Thursday, July 18, 2013

Friday July 19 Housing and Economic stories


Millions told to work longer or cut spending to pay the mortgage - (www.telegraph.co.uk) Millions of homeowners have been warned they will have to work longer hours, or cut spending, to be able to pay the mortgage when interest rates start to rise. In a bleak warning, the Bank of England warned that just a small rise in rates from the current 0.5 to 1.5 per cent could cause significant levels of "borrower distress" and yet more bank losses. A rise to 2.5 per cent could force households holding 20 per cent of Britain's £1.3 trillion of mortgage debt to take some kind of action to keep up with repayments. This could include "cutting essential spending, earning more income or changing mortgage". The Bank's comments came in its latest Financial Stability Report, which said that last year, almost a fifth of mortgage holders had less than £200 of disposable income a month.

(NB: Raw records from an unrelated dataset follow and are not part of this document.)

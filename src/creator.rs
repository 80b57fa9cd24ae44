// 🏗️ Entity Creator - validate one source record and persist it
//
// Required fields: name, amount, date, payment method (expenses) and a sane
// date range (budgets). Amounts must be non-negative. Category and payment
// method are resolved best-effort and fall back to "Others"; resolution never
// fails a creation.

use crate::error::{CreationError, StoreError, ValidationError};
use crate::id_map::EntityKind;
use crate::model::{BudgetRecord, EntityId, ExpenseRecord, ExpenseType};
use crate::store::{fingerprint, EntityStore, NewBudget, NewExpense};
use dashmap::DashMap;
use tracing::{debug, warn};

pub const DEFAULT_CATEGORY: &str = "Others";
pub const DEFAULT_PAYMENT_METHOD: &str = "Others";

/// Canonical payment methods understood by the target system.
const KNOWN_PAYMENT_METHODS: [&str; 8] = [
    "cash",
    "creditCard",
    "debitCard",
    "upi",
    "netBanking",
    "bankTransfer",
    "cheque",
    "wallet",
];

// ============================================================================
// JOB-SCOPED LOOKUP CACHE
// ============================================================================

/// Category resolutions for one job. Lives in the job context and is
/// dropped with it, so concurrent jobs never see each other's entries.
#[derive(Debug, Default)]
pub struct LookupCache {
    /// (owner, lowercased hint) -> resolved category name
    categories: DashMap<(String, String), String>,
}

impl LookupCache {
    pub fn new() -> Self {
        Self::default()
    }

    pub fn len(&self) -> usize {
        self.categories.len()
    }

    pub fn is_empty(&self) -> bool {
        self.categories.is_empty()
    }
}

// ============================================================================
// ENTITY CREATOR
// ============================================================================

pub struct EntityCreator<'a> {
    store: &'a dyn EntityStore,
    cache: &'a LookupCache,
}

impl<'a> EntityCreator<'a> {
    pub fn new(store: &'a dyn EntityStore, cache: &'a LookupCache) -> Self {
        EntityCreator { store, cache }
    }

    /// Validate and create one expense in its own unit of work.
    pub fn create_expense(
        &self,
        owner_id: &str,
        record: &ExpenseRecord,
    ) -> Result<EntityId, CreationError> {
        let draft = self.prepare_expense(owner_id, record)?;
        Ok(self.store.create_expense(&draft)?)
    }

    /// Validate and create one budget in its own unit of work.
    pub fn create_budget(
        &self,
        owner_id: &str,
        record: &BudgetRecord,
    ) -> Result<EntityId, CreationError> {
        let draft = self.prepare_budget(owner_id, record)?;
        Ok(self.store.create_budget(&draft)?)
    }

    /// Validate an expense and resolve its lookups. Batches prepare every
    /// record before opening their unit of work, so lookups never run while
    /// the unit holds the store.
    pub fn prepare_expense(
        &self,
        owner_id: &str,
        record: &ExpenseRecord,
    ) -> Result<NewExpense, ValidationError> {
        let details = &record.expense;

        let name = required_text("expense.expenseName", details.expense_name.as_deref())?;
        let amount = non_negative("expense.amount", details.amount)?;
        let date = record.date.ok_or_else(|| ValidationError::missing("date"))?;
        let payment_method =
            required_text("expense.paymentMethod", details.payment_method.as_deref())?;

        Ok(NewExpense {
            owner_id: owner_id.to_string(),
            date,
            category: self.resolve_category(owner_id, record.category.as_deref()),
            name,
            amount,
            expense_type: details.expense_type.unwrap_or(ExpenseType::Loss),
            payment_method: normalize_payment_method(&payment_method),
            net_amount: details.net_amount.unwrap_or(amount),
            comments: details.comments.clone().filter(|c| !c.trim().is_empty()),
            credit_due: details.credit_due.unwrap_or(0.0),
            fingerprint: fingerprint(owner_id, EntityKind::Expense, &record.old_id),
        })
    }

    pub fn prepare_budget(
        &self,
        owner_id: &str,
        record: &BudgetRecord,
    ) -> Result<NewBudget, ValidationError> {
        let name = required_text("name", record.name.as_deref())?;
        let amount = non_negative("amount", record.amount)?;
        let start_date = record
            .start_date
            .ok_or_else(|| ValidationError::missing("startDate"))?;
        let end_date = record
            .end_date
            .ok_or_else(|| ValidationError::missing("endDate"))?;

        if end_date < start_date {
            return Err(ValidationError::new(
                "endDate",
                format!("{} is before start date {}", end_date, start_date),
            ));
        }

        Ok(NewBudget {
            owner_id: owner_id.to_string(),
            name,
            description: record.description.clone().filter(|d| !d.trim().is_empty()),
            amount,
            start_date,
            end_date,
            remaining_amount: record.remaining_amount.unwrap_or(amount),
            fingerprint: fingerprint(owner_id, EntityKind::Budget, &record.old_id),
        })
    }

    /// Resolve a category hint for `owner_id`, falling back to "Others".
    /// Store errors are logged and not cached, so a later record may retry.
    pub fn resolve_category(&self, owner_id: &str, hint: Option<&str>) -> String {
        let hint = match hint.map(str::trim).filter(|h| !h.is_empty()) {
            Some(h) => h,
            None => return DEFAULT_CATEGORY.to_string(),
        };

        let key = (owner_id.to_string(), hint.to_lowercase());
        if let Some(cached) = self.cache.categories.get(&key) {
            return cached.value().clone();
        }

        let resolved = match self.store.lookup_category(owner_id, hint) {
            Ok(Some(name)) => name,
            Ok(None) => {
                debug!(owner_id, hint, "unknown category, using default");
                DEFAULT_CATEGORY.to_string()
            }
            Err(e) => {
                warn!(owner_id, hint, error = %e, "category lookup failed, using default");
                return DEFAULT_CATEGORY.to_string();
            }
        };

        self.cache.categories.insert(key, resolved.clone());
        resolved
    }
}

fn required_text(field: &str, value: Option<&str>) -> Result<String, ValidationError> {
    match value.map(str::trim) {
        Some(v) if !v.is_empty() => Ok(v.to_string()),
        _ => Err(ValidationError::missing(field)),
    }
}

fn non_negative(field: &str, value: Option<f64>) -> Result<f64, ValidationError> {
    let value = value.ok_or_else(|| ValidationError::missing(field))?;
    if !value.is_finite() {
        return Err(ValidationError::new(field, "must be a finite number"));
    }
    if value < 0.0 {
        return Err(ValidationError::new(field, format!("must not be negative (got {})", value)));
    }
    Ok(value)
}

/// Map free-text payment methods onto the canonical list ("Credit Card",
/// "credit_card" -> "creditCard"); anything unknown becomes "Others".
pub fn normalize_payment_method(raw: &str) -> String {
    let squashed: String = raw
        .chars()
        .filter(|c| c.is_alphanumeric())
        .collect::<String>()
        .to_lowercase();

    KNOWN_PAYMENT_METHODS
        .iter()
        .find(|known| known.to_lowercase() == squashed)
        .map(|known| known.to_string())
        .unwrap_or_else(|| DEFAULT_PAYMENT_METHOD.to_string())
}

/// Classify a creation failure for reporting.
pub fn describe_failure(err: &CreationError) -> String {
    match err {
        CreationError::Validation(v) => format!("ValidationError: {}", v),
        CreationError::Store(StoreError::Duplicate { existing_id }) => {
            format!("DuplicateSkipped: already migrated as {}", existing_id)
        }
        CreationError::Store(s) => format!("StoreError: {}", s),
    }
}
impl ProgressTracker {
    pub fn new(recent_limit: usize, retention: Duration) -> Self {
        ProgressTracker {
            jobs: DashMap::new(),
            recent_limit: recent_limit.max(1),
            retention,
        }
    }

    fn job(&self, job_id: &str) -> Option<Arc<JobProgress>> {
        let job = self.jobs.get(job_id).map(|j| Arc::clone(j.value()));
        if job.is_none() {
            debug!(job_id, "progress update for unknown or evicted job");
        }
        job
    }

    /// Create (or reset) the record for `job_id`.
    pub fn register(&self, job_id: &str, total_items: usize) {
        self.jobs
            .insert(job_id.to_string(), Arc::new(JobProgress::new(total_items)));
    }

    pub fn contains(&self, job_id: &str) -> bool {
        self.jobs.contains_key(job_id)
    }

    pub fn update_stage(&self, job_id: &str, label: &str) {
        if let Some(job) = self.job(job_id) {
            debug!(job_id, stage = label, "stage changed");
            *lock(&job.stage) = label.to_string();
        }
    }

    pub fn update_batch(&self, job_id: &str, current: usize, total: usize) {
        if let Some(job) = self.job(job_id) {
            job.current_batch.store(current, Ordering::SeqCst);
            job.total_batches.store(total, Ordering::SeqCst);
        }
    }

    pub fn set_total(&self, job_id: &str, total_items: usize) {
        if let Some(job) = self.job(job_id) {
            job.total.store(total_items, Ordering::SeqCst);
        }
    }

    /// Count `n` items as processed.
    pub fn increment(&self, job_id: &str, n: usize) {
        if let Some(job) = self.job(job_id) {
            job.processed.fetch_add(n, Ordering::SeqCst);
        }
    }

    pub fn record_success(&self, job_id: &str, n: usize) {
        if let Some(job) = self.job(job_id) {
            job.succeeded.fetch_add(n, Ordering::SeqCst);
        }
    }

    pub fn record_failure(&self, job_id: &str, n: usize) {
        if let Some(job) = self.job(job_id) {
            job.failed.fetch_add(n, Ordering::SeqCst);
        }
    }

    /// Skipped duplicates also count as successes.
    pub fn record_skipped(&self, job_id: &str, n: usize) {
        if let Some(job) = self.job(job_id) {
            job.skipped.fetch_add(n, Ordering::SeqCst);
            job.succeeded.fetch_add(n, Ordering::SeqCst);
        }
    }

    pub fn add_recent_item(&self, job_id: &str, description: &str) {
        if let Some(job) = self.job(job_id) {
            let mut recent = lock(&job.recent);
            if recent.len() == self.recent_limit {
                recent.pop_front();
            }
            recent.push_back(description.to_string());
        }
    }

    pub fn add_warning(&self, job_id: &str, warning: LinkWarning) {
        if let Some(job) = self.job(job_id) {
            lock(&job.warnings).push(warning);
        }
    }

    pub fn warnings(&self, job_id: &str) -> Vec<LinkWarning> {
        self.job(job_id)
            .map(|job| lock(&job.warnings).clone())
            .unwrap_or_default()
    }

    // ========================================================================
    // LINK SETTLEMENT
    // ========================================================================

    /// Linking event `event_id` for this job is now in flight.
    pub fn link_published(&self, job_id: &str, event_id: &str) {
        if let Some(job) = self.job(job_id) {
            lock(&job.pending_links).insert(event_id.to_string());
        }
    }

    /// Linking event `event_id` reached a final outcome. Settling an event
    /// that is not pending (a redelivery, or a second consumer) is ignored.
    pub fn link_settled(&self, job_id: &str, event_id: &str) {
        if let Some(job) = self.job(job_id) {
            let drained = {
                let mut pending = lock(&job.pending_links);
                pending.remove(event_id) && pending.is_empty()
            };
            if drained {
                job.links_settled.notify_waiters();
            }
        }
    }

    pub fn pending_links(&self, job_id: &str) -> usize {
        self.job(job_id)
            .map(|job| lock(&job.pending_links).len())
            .unwrap_or(0)
    }

    /// Resolve once every linking event published for this job has settled.
    pub async fn wait_for_links(&self, job_id: &str) {
        let job = match self.job(job_id) {
            Some(job) => job,
            None => return,
        };

        loop {
            let notified = job.links_settled.notified();
            tokio::pin!(notified);
            notified.as_mut().enable();

            if lock(&job.pending_links).is_empty() {
                return;
            }
            notified.await;
        }
    }

    // ========================================================================
    // TERMINAL STATES
    // ========================================================================

    pub fn complete(&self, job_id: &str, summary: &str) {
        self.finish(job_id, JobStatus::Completed, Some(summary.to_string()), None);
    }

    pub fn fail(&self, job_id: &str, reason: &str) {
        self.finish(job_id, JobStatus::Failed, None, Some(reason.to_string()));
    }

    fn finish(
        &self,
        job_id: &str,
        status: JobStatus,
        summary: Option<String>,
        error: Option<String>,
    ) {
        if let Some(job) = self.job(job_id) {
            *lock(&job.stage) = status_label(status).to_string();
            let mut terminal = lock(&job.terminal);
            terminal.status = status;
            terminal.summary = summary;
            terminal.error = error;
            terminal.finished_at = Some(Utc::now());
            info!(job_id, status = status_label(status), "job finished");
        }
    }

    // ========================================================================
    // READ / EVICT
    // ========================================================================

    pub fn get(&self, job_id: &str) -> Option<ProgressSnapshot> {
        let job = self.jobs.get(job_id).map(|j| Arc::clone(j.value()))?;

        let total_items = job.total.load(Ordering::SeqCst);
        let processed = job.processed.load(Ordering::SeqCst);
        let (status, summary, error, finished_at) = {
            let terminal = lock(&job.terminal);
            (
                terminal.status,
                terminal.summary.clone(),
                terminal.error.clone(),
                terminal.finished_at,
            )
        };
        let stage = lock(&job.stage).clone();
        let pending_links = lock(&job.pending_links).len();
        let recent_items: Vec<String> = lock(&job.recent).iter().cloned().collect();
        let warnings = lock(&job.warnings).clone();
        let elapsed = finished_at.unwrap_or_else(Utc::now) - job.started_at;

        let percent = if total_items == 0 {
            if status.is_terminal() { 100.0 } else { 0.0 }
        } else {
            (processed as f64 / total_items as f64 * 100.0).min(100.0)
        };

        let snapshot = ProgressSnapshot {
            job_id: job_id.to_string(),
            status,
            stage,
            total_items,
            processed,
            succeeded: job.succeeded.load(Ordering::SeqCst),
            failed: job.failed.load(Ordering::SeqCst),
            skipped: job.skipped.load(Ordering::SeqCst),
            current_batch: job.current_batch.load(Ordering::SeqCst),
            total_batches: job.total_batches.load(Ordering::SeqCst),
            pending_links,
            percent,
            recent_items,
            warnings,
            summary,
            error,
            started_at: job.started_at,
            finished_at,
            elapsed_ms: elapsed.num_milliseconds(),
        };
        Some(snapshot)
    }

    /// Drop finished jobs older than the retention window. Returns how many
    /// were evicted.
    pub fn evict_expired(&self) -> usize {
        self.evict_finished_before(Utc::now())
    }

    fn evict_finished_before(&self, now: DateTime<Utc>) -> usize {
        let retention = chrono::Duration::from_std(self.retention)
            .unwrap_or_else(|_| chrono::Duration::days(365));
        let before = self.jobs.len();

        self.jobs.retain(|_, job| {
            let terminal = lock(&job.terminal);
            match terminal.finished_at {
                Some(finished) if terminal.status.is_terminal() => now - finished < retention,
                _ => true,
            }
        });

        let evicted = before.saturating_sub(self.jobs.len());
        if evicted > 0 {
            debug!(evicted, "evicted expired job progress records");
        }
        evicted
    }

    /// Periodically evict expired records until the tracker is dropped.
    pub fn spawn_evictor(self: &Arc<Self>, every: Duration) -> tokio::task::JoinHandle<()> {
        let tracker = Arc::downgrade(self);
        tokio::spawn(async move {
            let mut ticker = tokio::time::interval(every);
            loop {
                ticker.tick().await;
                match tracker.upgrade() {
                    Some(tracker) => {
                        tracker.evict_expired();
                    }
                    None => break,
                }
            }
        })
    }
}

Junk-Loan Rates Soar on Record 43% on Debt as Buyers Balk - (www.bloomberg.com) Junk-rated companies agreed to boost interest rates on more U.S. loans than any time since at least 2011, as lenders extracted more compensation with prices of the floating-rate debt tumbling from a six-year high. Drug distributor Valeant Pharmaceuticals International Inc. (VRX) to toothbrush-maker Water Pik Inc. were among companies that sweetened terms on $17.7 billion of loans in June, accounting for 43 percent of total deals, according to Standard & Poor’s Capital IQ Leveraged Commentary & Data. That’s 10 times greater than in May and the highest in data going back to January 2011. Twenty issuers failed to get loan financing, versus 22 for the first five months of the year, as the average price of the senior-ranking debt fell by the most since May 2012. Investors are demanding more in interest to fund the $550 billion market for leveraged loans after Federal Reserve Chairman Ben S. Bernanke indicated the central bank could slow the pace of its stimulus if economic growth keeps pace with its forecasts. The comments triggered a surge in debt yields, causing a drop in loan prices as high-yield fund managers dumped the debt to mitigate losses on junk bonds.

'Unprecedented' $80 Billion Pulled From Bond Funds - (www.cnbc.com)  A record amount of money poured out of exchange-traded and mutual bond funds in June, according to a fresh report by TrimTabs, nearly double the amount pulled out of bond funds at the height of the financial crisis in October 2008. Investor fears over the scaling back of the U.S. Federal Reserve's bond purchasing program has seen the yield on 10-year Treasurys rise sharply to 2.5 percent as $80 billion left bond funds in June, according to the research. "The herd is scrambling for the exit this month as bond yields back up across the board and central bankers hint that they might provide less monetary stimulus in the future," TrimTabs CEO David Santschi said in a research note on Sunday. "We estimate that bond mutual funds have lost $70.8 billion in June through Thursday, June 27, while bond exchange-traded funds have lost $9.0 billion."

10 bubbles blowing into biggest crash in 30 years - (www.marketwatch.com) Yes, 2014 is an absolute total disaster just waiting to ignite. In “Doomsday poll: 87% risk of stock crash by year-end”we analyzed 10 major crash warnings since early this year. Since then, more incoming bogies raced across our radar screen. Ticking time bombs from Congress, the Supreme Court, sex, carbon emissions, Big Oil, NSA, IRS, Tea Party austerity. Relentless. Mind-numbing. So many are tuning out. Denial. Truth is, bubbles are everywhere. Ready to blow. The evidence is accelerating, with only one obvious conclusion: Max 98% risk at a flashpoint. This 2014 crash is virtually guaranteed. There’s but a narrow 2% chance of dodging this bullet. Here are the 10 bogies, drones targeting markets, stocks, bonds and the, global economy:

DOJ Takes Down 4 More For Rigging Bids at Foreclosure Auctions - (www.mortgagefraudblog.com) Wesley Barta, Oakland, California, Irma Galvez, Pacheco, California, Stan Kahan, Berkeley, California, and Joseph Vesce, San Francisco, four Northern California real estate investors, have agreed to plead guilty for their role in conspiracies to rig bids and commit mail fraud at public real estate foreclosure auctions in Northern California. Felony charges were filed in the U.S. District Court for the Northern District of California in Oakland. To date, as a result of ongoing antitrust investigations into bid rigging and fraud at public real estate foreclosure auctions in Northern California, 35 individuals, including Barta, Galvez, Kahan and Vesce, have agreed to plead or have pleaded guilty. According to court documents, for various lengths of time between June 2008 and January 2011, Barta and Vesce conspired with others not to bid against one another, but instead designated a winning bidder to obtain selected properties at public real estate foreclosure auctions in Contra Costa County, Calif.